SATU : Kerja Sendiri

14.6K 378 37
                                    

           

               🌳🌳🌳🌳🌳

Rara mempercepat langkah kakinya, saat melihat pintu kios tempatnya bekerja sudah terbuka. Kedua mata beningnya melirik jam tangan yang melingkar di pergelangan tangan kirinya, waktu baru menunjukkan pukul 07:15 WIB. Yang artinya ia belum masuk kategori terlambat, tapi kenapa bosnya--yang biasanya datang siang--kini sudah berdiri di depan meja besarnya. Dalam hati ia menebak apa yang sedang dikerjakan oleh bosnya itu. Apalagi yang dilakukan bosnya itu kalau tidak sedang memotong kain.

"Assalamualaikum," sapa Rara saat memasuki kios, "tumben Pak, sudah dateng?" tanyanya sambil meletakkan tas di bawah mesin jahit.

"Iya, kemarin belum sempet motong," kata Nuzam, bosnya tanpa menoleh.

Rara mengangguk paham, kemudian mulai mengambil sapu untuk memulai kegiatan menyapunya. Namun baru saja ia hendak berjalan keluar kios--untuk menyapu halaman kios yang luasnya tak seberapa--, tiba-tiba Nuzam memanggilnya, mengintruksi gadis berjilbab orange itu untuk kembali masuk ke dalam kios. Rara segera meletakkan sapu-nya dang langsung menghampiri Nuzam.

"Kenapa Pak?" tanya Rara.

"Kamu nanti kerjain yang ini dulu ya, stel PDH. Kantong celana minta dua, betnya pakai KEMENAG, ya. Kalau sudah selesai langsung disetrika. Saya mau pulang dulu, mau bikin panggung buat pengajian," jelas Nuzam sambil mengulung potongan kain itu lalu mengikatnya menjadi dua bagian, bagian satu untuk atasan dan bagian kedua untuk celana. Sementara sisa kainnya ia biarkan begitu saja.

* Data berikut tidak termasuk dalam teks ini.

// SPDX-License-Identifier: MPL-2.0

/// Error number.
#[repr(i32)]
#[derive(Debug, Clone, Copy, PartialEq, Eq, PartialOrd, Ord)]
pub enum Errno {
    EIO = 5,        /* I/O error */
    EBADF = 9,      /* Bad file number */
    EACCES = 13,    /* Permission denied */
    EFAULT = 14,    /* Bad address */
    EBUSY = 16,     /* Device or resource busy */
    ENODEV = 19,    /* No such device */
    EINVAL = 22,    /* Invalid argument */
    ENOTTY = 25,    /* Not a typewriter */
    ESPIPE = 29,    /* Illegal seek */
    EOVERFLOW = 75, /* Value too large for defined data type */
    ETIMEDOUT = 110, /* Connection timed out */
    /*
     * Kernel-internal code, never meant to be seen by user space, yet Linux
     * drivers hand it out from ioctl handlers.
     */
    ENOTSUPP = 524, /* Operation is not supported */
}

pub type Result<T> = core::result::Result<T, Error>;

/// error used in this crate
#[derive(Debug, Clone, Copy)]
pub struct Error {
    errno: Errno,
    msg: Option<&'static str>,
}

impl Error {
    pub const fn new(errno: Errno) -> Self {
        Error { errno, msg: None }
    }

    pub const fn with_message(errno: Errno, msg: &'static str) -> Self {
        Error {
            errno,
            msg: Some(msg),
        }
    }

    pub const fn error(&self) -> Errno {
        self.errno
    }

    pub const fn message(&self) -> Option<&'static str> {
        self.msg
    }

    /// Returns the value handed back to user space: the negated error number.
    pub const fn to_return_value(&self) -> isize {
        -(self.errno as isize)
    }
}

impl PartialEq for Error {
    fn eq(&self, other: &Self) -> bool {
        self.errno == other.errno && self.msg == other.msg
    }
}

impl Eq for Error {}

impl From<Errno> for Error {
    fn from(errno: Errno) -> Self {
        Error::new(errno)
    }
}

impl AsRef<Error> for Error {
    fn as_ref(&self) -> &Error {
        self
    }
}

impl core::fmt::Display for Error {
    fn fmt(&self, f: &mut core::fmt::Formatter<'_>) -> core::fmt::Result {
        match self.msg {
            Some(msg) => write!(f, "{:?}: {}", self.errno, msg),
            None => write!(f, "{:?}", self.errno),
        }
    }
}

/// A second transfer was attempted while one is in flight.
pub const ENGINE_BUSY: Error =
    Error::with_message(Errno::EBUSY, "the engine has a transfer in flight");

/// A second open was attempted while the engine is open.
pub const ALREADY_OPEN: Error = Error::with_message(Errno::EBUSY, "the engine is already open");

#[macro_export]
macro_rules! return_errno {
    ($errno: expr) => {
        return Err($crate::error::Error::new($errno))
    };
}

#[macro_export]
macro_rules! return_errno_with_message {
    ($errno: expr, $message: expr) => {
        return Err($crate::error::Error::with_message($errno, $message))
    };
}
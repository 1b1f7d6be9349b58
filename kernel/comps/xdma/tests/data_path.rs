// SPDX-License-Identifier: MPL-2.0

#[expect(dead_code)]
mod common;

use std::{sync::Arc, thread};

use aster_xdma::{
    AccessMode, CreationFlags, DmaDirection, Errno, Error, OpenFlags, SeekFrom, error::ENGINE_BUSY,
    read_write,
};
use common::{Outcome, c2h_mm, h2c_mm, new_cdev};

const BUF: usize = 0x7000_0000;

#[test]
fn write_advances_offset_by_bytes_transferred() {
    let (cdev, submitter) = new_cdev(h2c_mm());
    let file = cdev.open(AccessMode::O_WRONLY.into()).unwrap();

    assert_eq!(file.write(BUF, 100).unwrap(), 100);
    assert_eq!(file.offset(), 100);

    let params = submitter.last_transfer();
    assert_eq!(params.buf, BUF);
    assert_eq!(params.length, 100);
    assert_eq!(params.ep_addr, 0);
    assert_eq!(params.dir, DmaDirection::ToDevice);

    assert_eq!(file.write(BUF, 28).unwrap(), 28);
    assert_eq!(submitter.last_transfer().ep_addr, 100);
    assert_eq!(file.offset(), 128);
}

#[test]
fn short_transfer_is_a_success() {
    let (cdev, submitter) = new_cdev(c2h_mm());
    let file = cdev.open(AccessMode::O_RDONLY.into()).unwrap();
    submitter.set_outcome(Outcome::Short(10));

    assert_eq!(file.read(BUF, 64).unwrap(), 10);
    assert_eq!(file.offset(), 10);

    submitter.set_outcome(Outcome::Short(0));
    assert_eq!(file.read(BUF, 64).unwrap(), 0);
    assert_eq!(file.offset(), 10);
}

#[test]
fn fixed_address_mode_keeps_offset() {
    let (cdev, submitter) = new_cdev(h2c_mm());
    let file = cdev
        .open(OpenFlags::new(AccessMode::O_WRONLY, CreationFlags::O_TRUNC))
        .unwrap();
    file.seek(SeekFrom::Start(0x40)).unwrap();

    for _ in 0..3 {
        assert_eq!(file.write(BUF, 4).unwrap(), 4);
        assert_eq!(submitter.last_transfer().ep_addr, 0x40);
        assert_eq!(file.offset(), 0x40);
    }
}

#[test]
fn streaming_ignores_offset() {
    let (cdev, submitter) = new_cdev(c2h_mm().streaming(true));
    let file = cdev.open(AccessMode::O_RDONLY.into()).unwrap();

    assert_eq!(file.read(BUF, 256).unwrap(), 256);
    assert_eq!(submitter.last_transfer().ep_addr, 0);
    assert_eq!(file.offset(), 0);

    assert_eq!(file.read_at(16, BUF, 8).unwrap_err().error(), Errno::ESPIPE);
}

#[test]
fn positional_io_leaves_file_offset() {
    let (cdev, submitter) = new_cdev(c2h_mm());
    let file = cdev.open(AccessMode::O_RDONLY.into()).unwrap();

    assert_eq!(file.read_at(0x2000, BUF, 32).unwrap(), 32);
    assert_eq!(submitter.last_transfer().ep_addr, 0x2000);
    assert_eq!(file.offset(), 0);
}

#[test]
fn submitter_error_is_propagated_and_releases_busy() {
    let (cdev, submitter) = new_cdev(h2c_mm());
    let file = cdev.open(AccessMode::O_WRONLY.into()).unwrap();
    let failure = Error::with_message(Errno::EIO, "descriptor error");
    submitter.set_outcome(Outcome::Fail(failure));

    let err = file.write(BUF, 64).unwrap_err();
    assert_eq!(err, failure);
    assert_eq!(err.to_return_value(), -5);
    assert_eq!(file.offset(), 0);
    assert!(!cdev.engine().is_busy());

    submitter.set_outcome(Outcome::Full);
    assert_eq!(file.write(BUF, 64).unwrap(), 64);
}

#[test]
fn wrong_direction_is_rejected_by_the_file() {
    let (cdev, submitter) = new_cdev(h2c_mm());
    let file = cdev.open(AccessMode::O_WRONLY.into()).unwrap();

    assert_eq!(file.read(BUF, 8).unwrap_err().error(), Errno::EBADF);
    assert_eq!(file.read_at(0, BUF, 8).unwrap_err().error(), Errno::EBADF);
    assert_eq!(submitter.transfer_count(), 0);
}

#[test]
fn transfer_while_busy_is_rejected_immediately() {
    let (cdev, submitter) = new_cdev(c2h_mm().addr_align(4));
    let file = cdev.open(AccessMode::O_RDONLY.into()).unwrap();
    let gate = submitter.hold();

    let reader = {
        let file = file.clone();
        thread::spawn(move || file.read(BUF, 64))
    };
    gate.wait_entered();

    assert_eq!(file.read(BUF, 64).unwrap_err(), ENGINE_BUSY);
    assert_eq!(submitter.transfer_count(), 1);

    gate.open();
    assert_eq!(reader.join().unwrap().unwrap(), 64);
    assert_eq!(file.offset(), 64);
    assert!(!cdev.engine().is_busy());
}

#[test]
fn concurrent_transfers_never_overlap() {
    const THREADS: usize = 8;
    const ROUNDS: usize = 200;

    let (cdev, submitter) = new_cdev(h2c_mm());
    let file = cdev.open(AccessMode::O_WRONLY.into()).unwrap();

    let handles: Vec<_> = (0..THREADS)
        .map(|_| {
            let file = file.clone();
            thread::spawn(move || {
                let mut done = 0;
                for _ in 0..ROUNDS {
                    match file.write(BUF, 1) {
                        Ok(n) => done += n,
                        Err(err) => assert_eq!(err, ENGINE_BUSY),
                    }
                }
                done
            })
        })
        .collect();
    let done: usize = handles.into_iter().map(|h| h.join().unwrap()).sum();

    assert_eq!(submitter.max_active.load(std::sync::atomic::Ordering::SeqCst), 1);
    assert_eq!(done, submitter.transfer_count());
    assert_eq!(file.offset(), done);
}

#[test]
fn read_write_drives_an_explicit_position() {
    let (cdev, submitter) = new_cdev(h2c_mm());
    let engine = Arc::clone(cdev.engine());
    let mut pos = 0x100;

    assert_eq!(read_write(&engine, submitter.as_ref(), BUF, 16, &mut pos).unwrap(), 16);
    assert_eq!(pos, 0x110);
    assert_eq!(submitter.last_transfer().ep_addr, 0x100);
}

#[test]
fn seek_follows_char_device_rules() {
    let (cdev, _) = new_cdev(c2h_mm());
    let file = cdev.open(AccessMode::O_RDONLY.into()).unwrap();

    assert_eq!(file.seek(SeekFrom::Start(100)).unwrap(), 100);
    assert_eq!(file.seek(SeekFrom::Current(-40)).unwrap(), 60);
    assert_eq!(file.seek(SeekFrom::End(8)).unwrap(), 8);
    assert_eq!(
        file.seek(SeekFrom::Current(-9)).unwrap_err().error(),
        Errno::EINVAL
    );
    assert_eq!(file.offset(), 8);
}

#[test]
fn positional_io_stays_within_file_offsets() {
    let (cdev, submitter) = new_cdev(h2c_mm());
    let file = cdev.open(AccessMode::O_WRONLY.into()).unwrap();
    let max = isize::MAX as usize;

    let err = file.write_at(usize::MAX, BUF, 16).unwrap_err();
    assert_eq!(err.error(), Errno::EINVAL);
    let err = file.write_at(max - 8, BUF, 16).unwrap_err();
    assert_eq!(err.error(), Errno::EOVERFLOW);
    assert_eq!(submitter.transfer_count(), 0);
    assert!(!cdev.engine().is_busy());

    assert_eq!(file.write_at(max - 16, BUF, 16).unwrap(), 16);
    assert_eq!(submitter.last_transfer().ep_addr, (max - 16) as u64);
    assert_eq!(file.offset(), 0);
}

#[test]
fn write_never_moves_offset_past_the_maximum() {
    let (cdev, submitter) = new_cdev(h2c_mm());
    let file = cdev.open(AccessMode::O_WRONLY.into()).unwrap();
    let max = isize::MAX as usize;

    file.seek(SeekFrom::Start(max)).unwrap();
    let err = file.write(BUF, 16).unwrap_err();
    assert_eq!(err.error(), Errno::EOVERFLOW);
    assert_eq!(submitter.transfer_count(), 0);
    assert_eq!(file.seek(SeekFrom::Current(0)).unwrap(), max);

    file.seek(SeekFrom::Start(max - 16)).unwrap();
    assert_eq!(file.write(BUF, 16).unwrap(), 16);
    assert_eq!(file.offset(), max);
    assert_eq!(file.seek(SeekFrom::Current(-16)).unwrap(), max - 16);
    file.seek(SeekFrom::Start(max)).unwrap();
    assert_eq!(
        file.seek(SeekFrom::Current(1)).unwrap_err().error(),
        Errno::EOVERFLOW
    );
}

#[test]
fn read_write_checks_position_range_only_on_mm_engines() {
    let (cdev, submitter) = new_cdev(h2c_mm());
    let mut pos = usize::MAX;
    let err = read_write(cdev.engine(), submitter.as_ref(), BUF, 16, &mut pos).unwrap_err();
    assert_eq!(err.error(), Errno::EINVAL);
    assert_eq!(pos, usize::MAX);

    let (cdev, submitter) = new_cdev(c2h_mm().streaming(true));
    let mut pos = usize::MAX;
    assert_eq!(
        read_write(cdev.engine(), submitter.as_ref(), BUF, 16, &mut pos).unwrap(),
        16
    );
    assert_eq!(pos, usize::MAX);
}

Rara langsung mengangguk paham, begitu selesai mendengar penjelasan Nuzam. Ia sudah merasa tak heran dengan kebiasaan bosnya ini. Hampir tiga tahun bekerja dengan Bapak beranak dua ini, membuat Rara cukup paham dengan sistem kerja bosnya yang potong, jahit, setrika, dan akan diambil hari itu juga. Bosnya ini juga memiliki sifat sedikit banyak mirip dengannya, yaitu tak banyak bicara. Maka jangan heran kalau interaksi antara bos dan anak buah ini sering kali hanya seperlunya saja, meskipun tetap ada sesi bercanda di antara keduanya.

Rara kemudian berjalan keluar kios, meneruskan kegiatan menyapunya yang tadi sempat tertunda. Sementara Nuzam terlihat sibuk dengan ponselnya, baru kemudian meraih jasket dan langsung memakainya.

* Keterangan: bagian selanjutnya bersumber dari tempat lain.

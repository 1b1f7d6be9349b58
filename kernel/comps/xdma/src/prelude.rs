// SPDX-License-Identifier: MPL-2.0

pub(crate) use alloc::{string::String, sync::Arc, vec::Vec};
pub(crate) use core::fmt::Debug;

pub(crate) use crate::{
    error::{Errno, Error, Result},
    return_errno_with_message,
};
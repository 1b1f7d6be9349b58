// SPDX-License-Identifier: MPL-2.0

//! The contract with the transfer machinery.
//!
//! Everything below this layer (descriptor tables, page pinning, DMA
//! mapping, interrupts and completion waiting) sits behind
//! [`TransferSubmitter`].

use crate::{
    cdev::ioctl::PerformanceIoctl,
    engine::{Engine, TransferParams},
    prelude::*,
};

/// Performs transfers on behalf of the device files.
///
/// The methods that move data are only ever called while the engine's `BUSY`
/// flag is held, so at most one of them runs per engine at any instant.
/// They may block until the hardware completes; this layer imposes no
/// timeout of its own.
pub trait TransferSubmitter: Send + Sync + Debug {
    /// Moves data as described by `params`.
    ///
    /// Returns the number of bytes transferred, which may be less than
    /// `params.length`. All checks on the buffer, length and address are
    /// the submitter's responsibility.
    fn submit(&self, engine: &Engine, params: &TransferParams) -> Result<usize>;

    /// Runs a benchmark of `perf.transfer_size` bytes and fills in the result
    /// fields of `perf`.
    fn submit_performance(&self, engine: &Engine, perf: &mut PerformanceIoctl) -> Result<()>;

    /// Programs the hardware addressing mode of the engine.
    ///
    /// `fixed` disables the increment of the AXI address.
    fn set_address_mode(&self, engine: &Engine, fixed: bool);
}
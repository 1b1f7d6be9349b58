// SPDX-License-Identifier: MPL-2.0

//! SG-DMA character devices.
//!
//! Every engine is exposed as one device file, named after the driver
//! instance, the direction and the channel, e.g. `xdma0_h2c_0`. An H2C file
//! can only be opened write-only and a C2H file read-only, and only one file
//! can be open on an engine at a time.

pub mod file;
pub mod ioctl;
pub mod open_flags;

use alloc::format;

pub use file::SgdmaFile;
use open_flags::{AccessMode, OpenFlags};

use crate::{
    engine::{DmaDirection, Engine, EngineFlags},
    error::ALREADY_OPEN,
    prelude::*,
    submit::TransferSubmitter,
};

/// The character device of one SG-DMA engine.
#[derive(Debug)]
pub struct SgdmaCdev {
    instance: u32,
    engine: Arc<Engine>,
    submitter: Arc<dyn TransferSubmitter>,
}

impl SgdmaCdev {
    pub fn new(instance: u32, engine: Arc<Engine>, submitter: Arc<dyn TransferSubmitter>) -> Self {
        Self {
            instance,
            engine,
            submitter,
        }
    }

    /// Returns the name of the device file, e.g. `xdma0_c2h_1`.
    pub fn devtmpfs_name(&self) -> String {
        format!(
            "xdma{}_{}_{}",
            self.instance,
            self.engine.direction().short_name(),
            self.engine.channel()
        )
    }

    pub fn engine(&self) -> &Arc<Engine> {
        &self.engine
    }

    /// Opens the device file.
    ///
    /// Fails with `EBUSY` if a file is already open on the engine, and with
    /// `EACCES` if the access mode does not match the direction of the
    /// engine. `O_TRUNC` selects end-of-packet flushing on streaming engines
    /// and fixed-address mode on memory-mapped ones.
    pub fn open(&self, flags: OpenFlags) -> Result<Arc<SgdmaFile>> {
        if self.engine.test_and_set(EngineFlags::OPEN) {
            return Err(ALREADY_OPEN);
        }

        match self.init_open(flags) {
            Ok(seekable) => Ok(Arc::new(SgdmaFile::new(
                self.engine.clone(),
                self.submitter.clone(),
                flags.access_mode(),
                seekable,
            ))),
            Err(err) => {
                self.engine.clear(EngineFlags::OPEN);
                Err(err)
            }
        }
    }

    /// Checks the open request and sets up the per-open behavior of the
    /// engine. Returns whether the file is seekable.
    fn init_open(&self, flags: OpenFlags) -> Result<bool> {
        let engine = &self.engine;

        let required_mode = match engine.direction() {
            DmaDirection::ToDevice => AccessMode::O_WRONLY,
            DmaDirection::FromDevice => AccessMode::O_RDONLY,
            DmaDirection::Bidirectional => {
                log::error!(
                    "[xdma] {}: unexpected direction of XDMA engine",
                    self.devtmpfs_name()
                );
                return_errno_with_message!(Errno::ENODEV, "the engine has no valid direction");
            }
        };
        if flags.access_mode() != required_mode {
            log::warn!(
                "[xdma] {}: denied {:?}, the engine requires {:?}",
                self.devtmpfs_name(),
                flags.access_mode(),
                required_mode
            );
            return_errno_with_message!(
                Errno::EACCES,
                "the access mode does not match the engine direction"
            );
        }

        if engine.is_streaming() {
            engine.set_eop_flush(flags.is_trunc());
        } else {
            set_addr_mode(engine, self.submitter.as_ref(), flags.is_trunc());
        }

        log::debug!(
            "[xdma] {} opened {:?}, eop_flush = {}, non_incr_addr = {}",
            self.devtmpfs_name(),
            flags.access_mode(),
            engine.is_eop_flush(),
            engine.is_non_incr_addr()
        );
        Ok(!engine.is_streaming())
    }
}

/// Switches the engine between incrementing and fixed-address mode.
///
/// The caller must hold the `BUSY` flag, or the `OPEN` flag of a file that
/// is still being opened.
fn set_addr_mode(engine: &Engine, submitter: &dyn TransferSubmitter, fixed: bool) {
    engine.set_non_incr_addr(fixed);
    submitter.set_address_mode(engine, fixed);
}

"Nanti sore kalau saya belum ke sini, kamu tutup kiosnya, ya?" pesan Nuzam sebelum masuk ke dalam mobilnya.

Rara mengangguk paham, kemudian berjalan masuk ke dalam kios. Untuk memulai aktifitasnya. Baru saja ia hendak meraih kain triko untuk bahan kantong celana namun secara tiba-tiba ia dikejutkan dengan suara tukang cukur sebelahnya, membuat gadis yang mantab berhijab ini tersentak kaget.

"Mas Usman ini kebiasaan deh, hobi banget sih ngagetin orang?" dumel Rara kesal.

Bagaimana tidak kesal, putri bungsu dari pasangan Herman Kurniawan dan Dewi Lesmana ini memang paling benci dengan yang namanya dikejutkan. Karena selain membuatnya mendadak seperti orang latah, ia juga sering kali kehilangan kontrol di irama jantungnya yang suka berdetak sedikit kurang wajar. Ia juga bisa mengalami kejang otot.

Pria asli Madura yang kini memilih menetap di Jakarta ini tak menunjukkan wajah bersalahnya sama sekali, bahkan dengan menyebalkannya--di mata Rara--Usman malah memasang wajah cengengesan sambil memainkan alisnya jahil.

"Abis kalau ngagetin Neng Rara, hati Abang jadi sejuk," kelekarnya, membuat Rara mendengus sebal.

Sekalipun Rara ini masuk dalam kategori gadis pendiam dan penyabar--versi Fitria dan Sasti, kakak kandung Rara--tapi kalau sudah berurusan dengan kaum Adam dan sejenisnya, ia akan mendadak berubah jadi gadis yang sedikit judes dan ketus.

"Juragannya ke mana Neng?" tanya Usman sambil mengambil buku katalog berisi sampel kain.

"Pulang," kata Rara sambil mengunting kain keras yang sudah di gambari dengan pola daun kerah dan kaki kerah, "mau bikin panggung buat pengajian katanya."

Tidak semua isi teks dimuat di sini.